L’aventure débute en novembre 1976. Après avoir été marqué par le combat « Mohamed Ali vs Chuck Wepner » dont il s’inspire très largement, Sylvester Stallone fait naître sans le savoir « Rocky« , l’incarnation même du rêve américain, qui rapportera pas moins de 225 millions de dollars de recettes dans le monde. Et ce, en seulement vingt huit jours de tournage et avec un « petit » million de dollars de budget. Ce formidable succès planétaire engendrera cinq suites, dont un « Rocky Balboa » sorti en 2006 particulièrement réussi. Cet ultime épisode était supposé clore de la meilleure manière possible l’une des plus extraordinaires sagas dramatiques de ces dernières décennies. Mais c’était sans compter sur un Stallone qui, tout comme son double de cinéma, n’abandonne pas tant que la cloche n’a pas encore sonné.
L’histoire
Adonis Johnson est le fils illégitime du célèbre boxeur Apollo Creed, décédé avant sa naissance. Après une jeunesse tumultueuse où il fut balancé de foyers en maisons de correction, Adonis est recueilli par Mary Ann Creed, la veuve d’Apollo, en 1998. Des années plus tard, après des études réussies et une bonne éducation, le jeune homme décroche un poste important dans une grande entreprise financière. Mais il abandonne cette voie pour ne se consacrer qu’à la boxe, qu’il a dans la peau depuis l’enfance. Pourtant Adonis est sanguin, agressif. Il a du potentiel, mais il lui faut canaliser cette agressivité et apprendre. Il décide alors de se rendre à Philadelphie, pour demander de l’aide à Rocky Balboa.
Sorti de nulle part
« Creed : l’héritage de Rocky Balboa » est un film qui a bénéficié d’une promotion relativement discrète. Le projet a véritablement vu le jour en juillet 2013, mais jusqu’à sa sortie en salles, il n’y a eu autour du film que peu de communication. Il est ainsi toujours difficile d’être confiant vis à vis d’un projet aussi casse-gueule . Mon premier réflexe a été de me demander si Stallone arriverait un jour à faire le deuil de son personnage phare. Je n’étais pas du tout chaud au départ pour aller le voir en salle. Et puis, il y a eu un premier trailer, plutôt convaincant, puis un véritable consensus établi autour du film entre les critiques professionnels et même le public. J’ai alors décidé de changer mon fusil d’épaule. Et j’ai sacrément bien fait…

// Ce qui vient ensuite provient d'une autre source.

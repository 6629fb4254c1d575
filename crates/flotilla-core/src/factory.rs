//! Registry of platform managers keyed by platform.

use crate::error::{ControlPlaneError, Result};
use crate::manager::InstanceManager;
use crate::types::Platform;
use std::collections::HashMap;
use std::sync::Arc;

/// Maps each [`Platform`] to its [`InstanceManager`].
///
/// Built once at startup and immutable afterwards. Construction fails if the
/// configured default platform has no manager, so a misconfigured control
/// plane never starts.
pub struct ManagerRegistry {
    managers: HashMap<Platform, Arc<dyn InstanceManager>>,
    default_platform: Platform,
}

impl ManagerRegistry {
    /// Build the registry from the full set of managers.
    ///
    /// When two managers report the same platform the later one wins.
    ///
    /// # Errors
    ///
    /// Returns `InvalidConfig` if no manager serves `default_platform`.
    pub fn new(
        managers: impl IntoIterator<Item = Arc<dyn InstanceManager>>,
        default_platform: Platform,
    ) -> Result<Self> {
        let mut by_platform = HashMap::new();
        for manager in managers {
            let platform = manager.platform();
            if by_platform.insert(platform, manager).is_some() {
                tracing::warn!(%platform, "Duplicate manager registration, replacing");
            } else {
                tracing::info!(%platform, "Manager registered");
            }
        }

        if !by_platform.contains_key(&default_platform) {
            return Err(ControlPlaneError::InvalidConfig(format!(
                "no manager registered for default platform {default_platform}"
            )));
        }

        Ok(Self {
            managers: by_platform,
            default_platform,
        })
    }

    /// Resolve the manager for a platform.
    ///
    /// # Errors
    ///
    /// Returns `UnsupportedPlatform` if none is registered.
    pub fn resolve(&self, platform: Platform) -> Result<Arc<dyn InstanceManager>> {
        self.managers
            .get(&platform)
            .cloned()
            .ok_or(ControlPlaneError::UnsupportedPlatform(platform))
    }

    /// Resolve the manager for the default platform.
    pub fn resolve_default(&self) -> Arc<dyn InstanceManager> {
        // presence checked in `new`
        self.managers[&self.default_platform].clone()
    }

    /// The configured default platform.
    pub fn default_platform(&self) -> Platform {
        self.default_platform
    }

    /// Platforms with a registered manager.
    pub fn platforms(&self) -> Vec<Platform> {
        Platform::ALL
            .into_iter()
            .filter(|p| self.managers.contains_key(p))
            .collect()
    }

    /// All registered managers.
    pub fn managers(&self) -> impl Iterator<Item = &Arc<dyn InstanceManager>> {
        self.managers.values()
    }
}
//! Pluggable persistence for instance records, configuration documents and
//! runtime status.

mod config;
mod file;
mod instances;
mod runtime;

pub use config::{ConfigurationStorage, FileConfigurationStorage, InMemoryConfigurationStorage};
pub use instances::{FileInstanceStorage, InMemoryInstanceStorage, InstanceRecord, InstanceStorage};
pub use runtime::{InMemoryRuntimeStore, RuntimeStore};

…Car « Creed » n’est rien de moins qu’une pure réussite. Sur tous les plans. Contre toutes attentes, il réunit en cent trente minutes toutes les qualités d’un bon Rocky, tout en parvenant à regarder dignement vers l’avenir. « Creed », c’est un peu « le vrai » Rocky 5. La relève, la vraie. Rocky abandonne ses toutes dernières forces à son poulain, et force l’admiration par sa capacité à jouer juste et sans forcer le trait, ainsi que par la facilité avec laquelle il se réapproprie Rocky et tout cet univers. Mickael B. Jordan assure le spectacle avec panache. Et il est aussi formidablement dirigé. Une grande richesse émotionnelle doublée d’une grande puissance de frappe émanent de « Creed », grâce à une mise en scène tantôt classique et sobre, tantôt ultra percutante lors des séquences de combat et de training montages.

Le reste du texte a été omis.